Estamos por concluir nuestra serie de las bienaventuranzas
como camino a la felicidad. Hemos llevado paso a paso el compartir de las siete
anteriores, ahora a punto de cerrar, entregamos la octava: “bienaventurados los
que sufren por la justicia, porque de ellos es el reino de los cielos”.
En el mundo impera una necesidad de justicia, muchas
personas claman por ella, en todos los ambientes, en todas las circunstancias,
pero es una realidad, muy pocos están dispuestos a arriesgarse por buscar o
clamar por la justicia.
La injusticia se sufre aún en cosas insignificantes, incluso
a quienes piensan diferente, quienes son de un modo de ser particular o quienes
se han visto en necesidad de ocultarse. En todas las épocas están los poderosos
quienes marginan a los más débiles.
El llamado al cristiano es a no permanecer indiferentes al
sufrimiento ajeno, no sólo ocuparnos sino preocuparnos. Porque el ideal será
hacer sentir a todos como en casa. Hoy se busca con mayor frecuencia a personas
quienes estén dispuestos a cambiar el mundo luchando por la justicia, pero el
inicio es contigo mismo, tu alrededor inmediato y luego el mundo.

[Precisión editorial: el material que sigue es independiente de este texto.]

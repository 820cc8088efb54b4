// Migration of a plaintext vault to end-to-end encryption.
//
// The encrypted copy is built in full under a shadow prefix while the
// original stays untouched; only after the shadow holds every file, the
// vault key blob and a fresh shared index does the swap move the plaintext
// tree into a dated backup and the shadow into its place. A sentinel file
// serializes migrations across devices. Failure before the swap leaves the
// original vault exactly as it was.

use crate::config::{MIGRATION_LOCK_PATH, VAULT_LOCK_PATH};
use crate::encrypted_adapter::ContentStore;
use crate::encryption::EncryptionEngine;
use crate::hashing;
use crate::index::{IndexEntry, LastAction, SyncIndex};
use crate::sync::{SyncError, SyncEvent, SyncOrchestrator, SyncState};
use serde::{Deserialize, Serialize};
use tracing::{info, warn};

const SHADOW_PREFIX: &str = "migration/shadow";
const BACKUP_PREFIX: &str = "migration/backup";
/// Another device's sentinel younger than this blocks us.
const MIGRATION_LOCK_TTL_MS: i64 = 60 * 60 * 1000;

#[derive(Debug, Serialize, Deserialize)]
struct MigrationLock {
    device_id: String,
    ts_ms: i64,
}

/// Convert the vault to encrypted form.
///
/// `engine` is built from the freshly initialized vault key; `vault_lock_blob`
/// is the opaque wrapped-key blob the unlock flow produced (key derivation is
/// the host's concern).
pub async fn migrate_to_encrypted(
    orchestrator: &SyncOrchestrator,
    engine: EncryptionEngine,
    vault_lock_blob: Vec<u8>,
) -> Result<(), SyncError> {
    if !orchestrator.try_enter(SyncState::Migrating).await {
        return Err(SyncError::Busy("a sync cycle is running"));
    }
    orchestrator.context().queue.pause();

    let result = migrate_inner(orchestrator, engine, vault_lock_blob).await;

    orchestrator.context().queue.resume();
    orchestrator.leave().await;

    match &result {
        Ok(()) => {
            info!("vault migration to encrypted form completed");
            orchestrator.emit(SyncEvent::MigrationCompleted);
        }
        Err(e) => {
            warn!(error = %e, "vault migration aborted");
            if let SyncError::MigrationRefused(reason) = e {
                orchestrator.emit(SyncEvent::MigrationRefused {
                    reason: reason.clone(),
                });
            }
        }
    }
    result
}

async fn migrate_inner(
    orchestrator: &SyncOrchestrator,
    engine: EncryptionEngine,
    vault_lock_blob: Vec<u8>,
) -> Result<(), SyncError> {
    let ctx = orchestrator.context();
    let adapter = ctx.store().adapter().clone();
    let now = now_ms();

    // Preconditions.
    if adapter.get_file_metadata(VAULT_LOCK_PATH).await?.is_some() {
        return Err(SyncError::MigrationRefused(
            "vault is already encrypted".to_string(),
        ));
    }
    if let Some(record) = adapter.get_file_metadata(MIGRATION_LOCK_PATH).await? {
        let raw = adapter.download_file(&record.id).await?;
        if let Ok(lock) = serde_json::from_slice::<MigrationLock>(&raw) {
            if lock.device_id != ctx.config.device_id && now - lock.ts_ms < MIGRATION_LOCK_TTL_MS {
                return Err(SyncError::MigrationRefused(format!(
                    "device {} started a migration recently",
                    lock.device_id
                )));
            }
        }
    }

    // Take the sentinel.
    let lock = MigrationLock {
        device_id: ctx.config.device_id.clone(),
        ts_ms: now,
    };
    let lock_existing = adapter
        .get_file_metadata(MIGRATION_LOCK_PATH)
        .await?
        .map(|r| r.id);
    adapter
        .upload_file(
            MIGRATION_LOCK_PATH,
            &serde_json::to_vec(&lock).map_err(crate::index::IndexError::from)?,
            now,
            lock_existing.as_deref(),
        )
        .await?;

    let result = build_and_swap(ctx, &engine, vault_lock_blob).await;

    // The sentinel comes off on success and failure alike.
    if let Ok(Some(record)) = adapter.get_file_metadata(MIGRATION_LOCK_PATH).await {
        if let Err(e) = adapter.delete_file(&record.id).await {
            warn!(error = %e, "failed to remove migration sentinel");
        }
    }
    result
}

async fn build_and_swap(
    ctx: &std::sync::Arc<crate::sync::SyncContext>,
    engine: &EncryptionEngine,
    vault_lock_blob: Vec<u8>,
) -> Result<(), SyncError> {
    let adapter = ctx.store().adapter().clone();
    let encrypted = ContentStore::encrypted(
        adapter.clone(),
        engine.clone(),
        ctx.config.chunked_format_threshold,
    );

    adapter.create_folder(SHADOW_PREFIX).await?;

    // Re-upload every local file, encrypted, into the shadow tree.
    let local_files = ctx.vault.scan().await?;
    let mut new_index = SyncIndex::new();
    for file in &local_files {
        if !ctx.filter.participates(&file.path) {
            continue;
        }
        let content = ctx.vault.read(&file.path).await?;
        let shadow_path = format!("{SHADOW_PREFIX}/{}", file.path);
        let record = encrypted
            .upload(&shadow_path, &content, file.mtime_ms, None)
            .await?;

        let plain_hash = hashing::content_hash(&content);
        new_index.insert(
            file.path.clone(),
            IndexEntry {
                file_id: record.id.clone(),
                mtime_ms: file.mtime_ms,
                size: file.size,
                hash: record
                    .hash
                    .as_deref()
                    .map(hashing::normalize_digest)
                    .unwrap_or_else(|| plain_hash.clone()),
                plain_hash: plain_hash.clone(),
                ancestor_hash: Some(plain_hash),
                last_action: LastAction::Push,
                pending_transfer: None,
            },
        );
        info!(path = %file.path, "migrated into shadow");
    }

    // Vault key blob and the fresh shared index ride along in the shadow.
    adapter
        .upload_file(
            &format!("{SHADOW_PREFIX}/{VAULT_LOCK_PATH}"),
            &vault_lock_blob,
            now_ms(),
            None,
        )
        .await?;
    encrypted
        .upload(
            &format!("{SHADOW_PREFIX}/{}", crate::config::REMOTE_INDEX_PATH),
            &new_index.to_bytes()?,
            now_ms(),
            None,
        )
        .await?;

    // Swap. The adapter contract has no whole-vault rename, so the swap is
    // two move passes: originals into a dated backup, then the shadow into
    // the canonical paths. Everything up to here left the originals alone.
    let backup_prefix = format!("{BACKUP_PREFIX}-{}", chrono::Utc::now().format("%Y-%m-%d"));
    adapter.create_folder(&backup_prefix).await?;

    let listing = adapter.list_files(None).await?;
    for record in &listing {
        // The shadow tree stays put and the sentinel outlives the swap.
        if record.path.starts_with("migration/") || record.path == MIGRATION_LOCK_PATH {
            continue;
        }
        let (parent, name) = split_path(&record.path);
        let backup_parent = if parent.is_empty() {
            backup_prefix.clone()
        } else {
            format!("{backup_prefix}/{parent}")
        };
        adapter
            .move_file(&record.id, name, Some(&backup_parent))
            .await?;
    }

    let shadow_files = adapter.list_files(Some(SHADOW_PREFIX)).await?;
    for record in &shadow_files {
        let canonical = &record.path[SHADOW_PREFIX.len() + 1..];
        let (parent, name) = split_path(canonical);
        adapter
            .move_file(
                &record.id,
                name,
                Some(if parent.is_empty() { "" } else { parent }),
            )
            .await?;
    }

    // From here on the engine speaks ciphertext.
    ctx.replace_store(encrypted);
    *ctx.local_index.lock().await = new_index.clone();
    *ctx.remote_index.lock().await = new_index;
    ctx.persist_indices().await?;
    adapter.reset().await?;
    Ok(())
}

fn split_path(path: &str) -> (&str, &str) {
    match path.rfind('/') {
        Some(i) => (&path[..i], &path[i + 1..]),
        None => ("", path),
    }
}

fn now_ms() -> i64 {
    chrono::Utc::now().timestamp_millis()
}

Hemos insistido mucho en el camino de la bienaventuranza,
pero también nos permiten salir de nosotros mismos para ir al encuentro del
otro y eso me hace plenamente feliz. Brota desde lo más profundo de mi ser la
necesidad de buscar la belleza del mundo y eso me da valor para luchar por lo
justo.
Jesús alaba por otro lado a quien es perseguido a causa de
la justicia, ello no es nada placentero, pero esa persecución nos lleva a ser
nosotros mismos. La valentía se manifestará en defender nuestros propios
ideales, pero también expresa nuestra libertad interior. Quien no se mantiene
firme a sus convicciones es un cobarde y se vuelve manipulable, pero más aún,
se vuelve esclavo.
Quien lucha por la justicia se vuelve incómodo, pero serán
felices, porque aún cuando perciben la hostilidad, están en perfecta paz consigo
mismo. Uno de los Padres de la Iglesia señala, la persecución es oportunidad
para descubrir y desarrollar nuestras capacidades. Todos los retos me obligan y
orientan a estar a la altura de ellos.
La promesa de felicidad de Jesús es el reino de los cielos,
de la misma forma a quienes son pobres de espíritu porque son libres, porque
han encontrado en Dios su motivo se ser, su centro y razón de existir.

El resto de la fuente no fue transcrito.